McSART: an iterative model-based, motion-compensated SART algorithm for CBCT reconstruction

Abstract

4D cone beam computed tomography (CBCT) images of the thorax and abdomen can have reduced quality due to the limited number of projections per respiratory bin used in gated image reconstruction. In this work, we present a new algorithm to reconstruct high quality CBCT images by simultaneously reconstructing images and generating an associated respiratory motion model. This is done by updating model parameters to compensate for motion during the iterative image reconstruction process. CBCT image acquisition was simulated using the digital eXternal CArdiac Torso (XCAT) phantom, simulating breathing motion using four patient breathing traces. 4DCBCT images were reconstructed using the simultaneous algebraic reconstruction technique (SART), and compared to the proposed motion-compensated SART (McSART) algorithm.

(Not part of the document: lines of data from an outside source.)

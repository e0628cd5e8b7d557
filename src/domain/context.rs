use serde::{Deserialize, Serialize};

/// Optional situational details about a pitch. Every field is free text and
/// may be omitted.
#[derive(Debug, Clone, Default, PartialEq, Eq, Serialize, Deserialize)]
pub struct Context {
    pub audience: Option<String>,
    pub goal: Option<String>,
    pub duration: Option<String>,
    pub scenario: Option<String>,
    pub english_level: Option<String>,
    pub tone_style: Option<String>,
    pub constraints: Option<String>,
    pub notes_from_user: Option<String>,
}

#[derive(Debug, Clone, Copy, PartialEq, Eq)]
pub enum ContextField {
    Audience,
    Goal,
    Duration,
    Scenario,
    EnglishLevel,
    ToneStyle,
    Constraints,
    NotesFromUser,
}

impl ContextField {
    /// Fixed rendering order of context lines.
    pub const ALL: [ContextField; 8] = [
        ContextField::Audience,
        ContextField::Goal,
        ContextField::Duration,
        ContextField::Scenario,
        ContextField::EnglishLevel,
        ContextField::ToneStyle,
        ContextField::Constraints,
        ContextField::NotesFromUser,
    ];

    pub fn label(&self) -> &'static str {
        match self {
            ContextField::Audience => "Audience",
            ContextField::Goal => "Goal",
            ContextField::Duration => "Duration",
            ContextField::Scenario => "Scenario",
            ContextField::EnglishLevel => "English Level",
            ContextField::ToneStyle => "Tone/Style",
            ContextField::Constraints => "Constraints",
            ContextField::NotesFromUser => "Notes from User",
        }
    }
}

impl Context {
    /// Returns the value of `field`, treating an empty string as absent.
    pub fn get(&self, field: ContextField) -> Option<&str> {
        let value = match field {
            ContextField::Audience => &self.audience,
            ContextField::Goal => &self.goal,
            ContextField::Duration => &self.duration,
            ContextField::Scenario => &self.scenario,
            ContextField::EnglishLevel => &self.english_level,
            ContextField::ToneStyle => &self.tone_style,
            ContextField::Constraints => &self.constraints,
            ContextField::NotesFromUser => &self.notes_from_user,
        };
        value.as_deref().filter(|v| !v.is_empty())
    }

    pub fn present_fields(&self) -> impl Iterator<Item = (ContextField, &str)> {
        ContextField::ALL
            .into_iter()
            .filter_map(|field| self.get(field).map(|value| (field, value)))
    }
}
pub mod shapes;

pub use glam::Vec2;
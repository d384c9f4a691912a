use common::shapes::Aabb;
use common::Vec2;

/// Closed box kept as its edges rather than as a center and half-size.
///
/// Children reuse their parent's edges and split lines bit for bit, so the
/// four quadrants cover the parent exactly and every point of the parent
/// routes to exactly one of them. A point on a split line goes to the first
/// quadrant in NW, NE, SW, SE order that touches it.
#[derive(Debug, Clone, Copy, PartialEq)]
pub(crate) struct Extent {
    pub(crate) min: Vec2,
    pub(crate) max: Vec2,
}

impl Extent {
    pub(crate) fn from_aabb(aabb: &Aabb) -> Self {
        Extent {
            min: aabb.min(),
            max: aabb.max(),
        }
    }

    pub(crate) fn to_aabb(self) -> Aabb {
        Aabb::from_min_max(self.min, self.max)
    }

    /// Same comparisons as [`Aabb::contains_point`] on the box it was built
    /// from.
    #[inline]
    pub(crate) fn contains(&self, point: Vec2) -> bool {
        point.x >= self.min.x
            && point.x <= self.max.x
            && point.y >= self.min.y
            && point.y <= self.max.y
    }

    #[inline]
    pub(crate) fn split(&self) -> Vec2 {
        (self.min + (self.max - self.min) * 0.5).clamp(self.min, self.max)
    }

    /// Index into [`Extent::quadrants`] of the child that owns `point`.
    #[inline]
    pub(crate) fn quadrant_of(&self, point: Vec2) -> usize {
        let split = self.split();
        let east = point.x > split.x;
        let south = point.y > split.y;
        (south as usize) * 2 + east as usize
    }

    pub(crate) fn quadrants(&self) -> [Extent; 4] {
        let Extent { min, max } = *self;
        let mid = self.split();
        [
            Extent { min, max: mid },
            Extent {
                min: Vec2::new(mid.x, min.y),
                max: Vec2::new(max.x, mid.y),
            },
            Extent {
                min: Vec2::new(min.x, mid.y),
                max: Vec2::new(mid.x, max.y),
            },
            Extent { min: mid, max },
        ]
    }

    /// Closed overlap with `aabb`, using the box's own edge arithmetic so a
    /// point the box contains never lies in an extent this rejects.
    #[inline]
    pub(crate) fn overlaps(&self, aabb: &Aabb) -> bool {
        aabb.left() <= self.max.x
            && aabb.right() >= self.min.x
            && aabb.top() <= self.max.y
            && aabb.bottom() >= self.min.y
    }
}

#[cfg(test)]
mod tests {
    use super::*;

    #[test]
    fn quadrants_share_edges_exactly() {
        let extent = Extent::from_aabb(&Aabb::new(
            Vec2::new(649.905, 948.489),
            Vec2::new(619.351, 537.121),
        ));
        let [nw, ne, sw, se] = extent.quadrants();
        assert_eq!(nw.min, extent.min);
        assert_eq!(se.max, extent.max);
        assert_eq!(ne.max.x, extent.max.x);
        assert_eq!(sw.max.y, extent.max.y);
        assert_eq!(nw.max.x, ne.min.x);
        assert_eq!(nw.max.y, sw.min.y);
    }

    #[test]
    fn every_point_routes_into_its_quadrant() {
        let extent = Extent::from_aabb(&Aabb::new(
            Vec2::new(649.905, 948.489),
            Vec2::new(619.351, 537.121),
        ));
        let split = extent.split();
        let quadrants = extent.quadrants();
        for x in [extent.min.x, split.x, extent.max.x] {
            for y in [extent.min.y, split.y, extent.max.y] {
                let point = Vec2::new(x, y);
                assert!(extent.contains(point));
                assert!(quadrants[extent.quadrant_of(point)].contains(point));
            }
        }
        // Split lines go north and west.
        assert_eq!(extent.quadrant_of(split), 0);
        assert_eq!(extent.quadrant_of(Vec2::new(extent.max.x, split.y)), 1);
        assert_eq!(extent.quadrant_of(Vec2::new(split.x, extent.max.y)), 2);
    }
}
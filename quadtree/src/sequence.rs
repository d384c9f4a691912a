//! Ordered, lazy composition of up to four element sources.
//!
//! [`Compose`] drains its sources front to back. A source is either an
//! iterator that already exists ([`Source::Ready`]) or a thunk that builds one
//! the first time the composition reaches it ([`Source::Deferred`]), so a
//! source that is never reached is never built. Elements can be filtered and
//! projected on the way out; every element that passes the filter takes the
//! next value of a [`Cursor`], which may be shared between several
//! compositions to number one logical stream.

use smallvec::SmallVec;
use std::cell::Cell;
use std::fmt;
use std::rc::Rc;

pub const MAX_SOURCES: usize = 4;

pub enum Source<I, F> {
    Ready(I),
    Deferred(F),
}

impl<I, F> Source<I, F>
where
    F: FnOnce() -> I,
{
    fn produce(self) -> I {
        match self {
            Source::Ready(iter) => iter,
            Source::Deferred(thunk) => thunk(),
        }
    }
}

impl<I, F> fmt::Debug for Source<I, F> {
    fn fmt(&self, f: &mut fmt::Formatter<'_>) -> fmt::Result {
        match self {
            Source::Ready(_) => f.write_str("Ready"),
            Source::Deferred(_) => f.write_str("Deferred"),
        }
    }
}

/// Running index handed out to matching elements. Clones share the counter.
#[derive(Clone, Debug, Default)]
pub struct Cursor(Rc<Cell<usize>>);

impl Cursor {
    pub fn new() -> Self {
        Self::default()
    }

    pub fn starting_at(index: usize) -> Self {
        Cursor(Rc::new(Cell::new(index)))
    }

    /// Index the next matching element will receive.
    pub fn get(&self) -> usize {
        self.0.get()
    }

    fn advance(&self) -> usize {
        let index = self.0.get();
        self.0.set(index + 1);
        index
    }
}

pub trait Predicate<X> {
    fn test(&mut self, item: &X) -> bool;
}

impl<X, F> Predicate<X> for F
where
    F: FnMut(&X) -> bool,
{
    fn test(&mut self, item: &X) -> bool {
        self(item)
    }
}

#[derive(Clone, Copy, Debug, Default)]
pub struct AcceptAll;

impl<X> Predicate<X> for AcceptAll {
    fn test(&mut self, _item: &X) -> bool {
        true
    }
}

pub type Identity<X> = fn(usize, X) -> X;

fn identity<X>(_index: usize, item: X) -> X {
    item
}

pub struct Compose<I, F, P, M> {
    sources: smallvec::IntoIter<[Source<I, F>; MAX_SOURCES]>,
    current: Option<I>,
    filter: P,
    map: M,
    cursor: Cursor,
}

impl<I, F> Compose<I, F, AcceptAll, Identity<I::Item>>
where
    I: Iterator,
    F: FnOnce() -> I,
{
    /// Panics if given more than [`MAX_SOURCES`] sources.
    pub fn new(sources: impl IntoIterator<Item = Source<I, F>>) -> Self {
        let sources: SmallVec<[Source<I, F>; MAX_SOURCES]> = sources.into_iter().collect();
        assert!(
            sources.len() <= MAX_SOURCES,
            "a composition takes at most {MAX_SOURCES} sources, got {}",
            sources.len()
        );
        Compose {
            sources: sources.into_iter(),
            current: None,
            filter: AcceptAll,
            map: identity::<I::Item>,
            cursor: Cursor::new(),
        }
    }
}

impl<I, F, P, M> Compose<I, F, P, M> {
    pub fn filtered<P2>(self, filter: P2) -> Compose<I, F, P2, M> {
        Compose {
            sources: self.sources,
            current: self.current,
            filter,
            map: self.map,
            cursor: self.cursor,
        }
    }

    pub fn mapped<M2>(self, map: M2) -> Compose<I, F, P, M2> {
        Compose {
            sources: self.sources,
            current: self.current,
            filter: self.filter,
            map,
            cursor: self.cursor,
        }
    }

    pub fn with_cursor(mut self, cursor: Cursor) -> Self {
        self.cursor = cursor;
        self
    }

    pub fn cursor(&self) -> &Cursor {
        &self.cursor
    }
}

impl<I, F, P, M, O> Iterator for Compose<I, F, P, M>
where
    I: Iterator,
    F: FnOnce() -> I,
    P: Predicate<I::Item>,
    M: FnMut(usize, I::Item) -> O,
{
    type Item = O;

    fn next(&mut self) -> Option<O> {
        loop {
            if let Some(current) = &mut self.current {
                for item in current {
                    if self.filter.test(&item) {
                        let index = self.cursor.advance();
                        return Some((self.map)(index, item));
                    }
                }
                self.current = None;
            }
            self.current = Some(self.sources.next()?.produce());
        }
    }
}

impl<I, F, P, M> fmt::Debug for Compose<I, F, P, M> {
    fn fmt(&self, f: &mut fmt::Formatter<'_>) -> fmt::Result {
        f.debug_struct("Compose")
            .field("pending_sources", &self.sources.len())
            .field("draining", &self.current.is_some())
            .field("cursor", &self.cursor.get())
            .finish()
    }
}

#[cfg(test)]
mod tests {
    use super::*;
    use std::cell::RefCell;

    type Thunk = Box<dyn FnOnce() -> std::vec::IntoIter<u32>>;

    fn ready(items: &[u32]) -> Source<std::vec::IntoIter<u32>, Thunk> {
        Source::Ready(items.to_vec().into_iter())
    }

    #[test]
    fn yields_sources_in_order() {
        let out: Vec<u32> = Compose::new([ready(&[1, 2]), ready(&[]), ready(&[3]), ready(&[4, 5])])
            .collect();
        assert_eq!(out, vec![1, 2, 3, 4, 5]);
    }

    #[test]
    fn deferred_sources_are_built_only_when_reached() {
        let built = Rc::new(RefCell::new(Vec::new()));
        let source = |tag: u32, items: Vec<u32>| -> Source<std::vec::IntoIter<u32>, Thunk> {
            let built = built.clone();
            Source::Deferred(Box::new(move || {
                built.borrow_mut().push(tag);
                items.into_iter()
            }))
        };
        let mut compose = Compose::new([source(0, vec![10]), source(1, vec![11])]);
        assert!(built.borrow().is_empty());
        assert_eq!(compose.next(), Some(10));
        assert_eq!(*built.borrow(), vec![0]);
        assert_eq!(compose.next(), Some(11));
        assert_eq!(*built.borrow(), vec![0, 1]);
        assert_eq!(compose.next(), None);
    }

    #[test]
    fn filter_and_map_share_one_index() {
        let out: Vec<(usize, u32)> = Compose::new([ready(&[1, 2, 3]), ready(&[4, 5, 6])])
            .filtered(|x: &u32| x % 2 == 0)
            .mapped(|index: usize, x: u32| (index, x * 10))
            .collect();
        assert_eq!(out, vec![(0, 20), (1, 40), (2, 60)]);
    }

    #[test]
    fn cursor_is_shared_between_compositions() {
        let cursor = Cursor::starting_at(5);
        let first: Vec<usize> = Compose::new([ready(&[7, 8])])
            .with_cursor(cursor.clone())
            .mapped(|index: usize, _: u32| index)
            .collect();
        let second: Vec<usize> = Compose::new([ready(&[9])])
            .with_cursor(cursor.clone())
            .mapped(|index: usize, _: u32| index)
            .collect();
        assert_eq!(first, vec![5, 6]);
        assert_eq!(second, vec![7]);
        assert_eq!(cursor.get(), 8);
    }

    #[test]
    fn empty_composition_is_empty() {
        let mut compose = Compose::new(Vec::<Source<std::vec::IntoIter<u32>, Thunk>>::new());
        assert_eq!(compose.next(), None);
    }

    #[test]
    #[should_panic(expected = "at most 4 sources")]
    fn rejects_a_fifth_source() {
        let _ = Compose::new([ready(&[1]), ready(&[2]), ready(&[3]), ready(&[4]), ready(&[5])]);
    }
}
use super::node::{NodeKind, QuadNode};
use super::{QuadTree, UnitKey};
use std::fmt::{self, Debug, Write};

const INDENT: &str = "\t\t\t\t\t\t\t\t\t\t\t\t\t\t\t\t";
const LABELS: [&str; 4] = ["NW", "NE", "SW", "SE"];

impl<T: Debug, K> QuadTree<T, K>
where
    K: UnitKey<T>,
    K::Key: Debug,
{
    /// Debug listing of the tree: one line per leaf holding its entry map,
    /// and for every divided node one labelled line per child with the
    /// child's size, followed by that child's own listing. Lines are indented
    /// by node depth. The format is for eyeballing only and may change.
    pub fn dump(&self) -> String {
        let mut out = String::new();
        // Writing into a String cannot fail.
        let _ = write_node(&self.root, &mut out);
        out
    }
}

fn write_node<T: Debug, Q: Debug>(node: &QuadNode<T, Q>, out: &mut impl Write) -> fmt::Result {
    let indent = &INDENT[..(node.depth as usize).min(INDENT.len())];
    match &node.kind {
        NodeKind::Leaf(entries) => writeln!(out, "{indent}{entries:?}"),
        NodeKind::Divided(children) => {
            for (label, child) in LABELS.iter().zip(children.iter()) {
                writeln!(out, "{indent}{label} {}", child.size)?;
                write_node(child, out)?;
            }
            Ok(())
        }
    }
}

McSART used a motion model that describes tissue position as a function of diaphragm amplitude and velocity. The McSART algorithm alternately updated the motion model and image reconstruction, increasing the number of projections used for image reconstruction with every iteration. The model was able to interpolate and extrapolate deformations according to the magnitude of the surrogate signal. Without noise, the final iteration McSART images had HU errors at 31%, 34%, and 44% of their SART-reconstructed counterparts compared to ground truth XCAT images, with corresponding root-mean-square (RMS) motion model errors of 0.75 mm, 1.08 mm, and 1.17 mm respectively. With added image noise, McSART’s HU error was 31% of the SART-reconstructed 4DCBCT error, with a 1.43 mm RMS motion model error. Qualitatively, blurring and streaking artifacts were reduced in all the reconstructed images compared to 3D or SART-reconstructed 4DCBCT. The output of the algorithm was a high quality reference image and a corresponding motion model, that could be used to deform the reference image to any other point in a breathing cycle.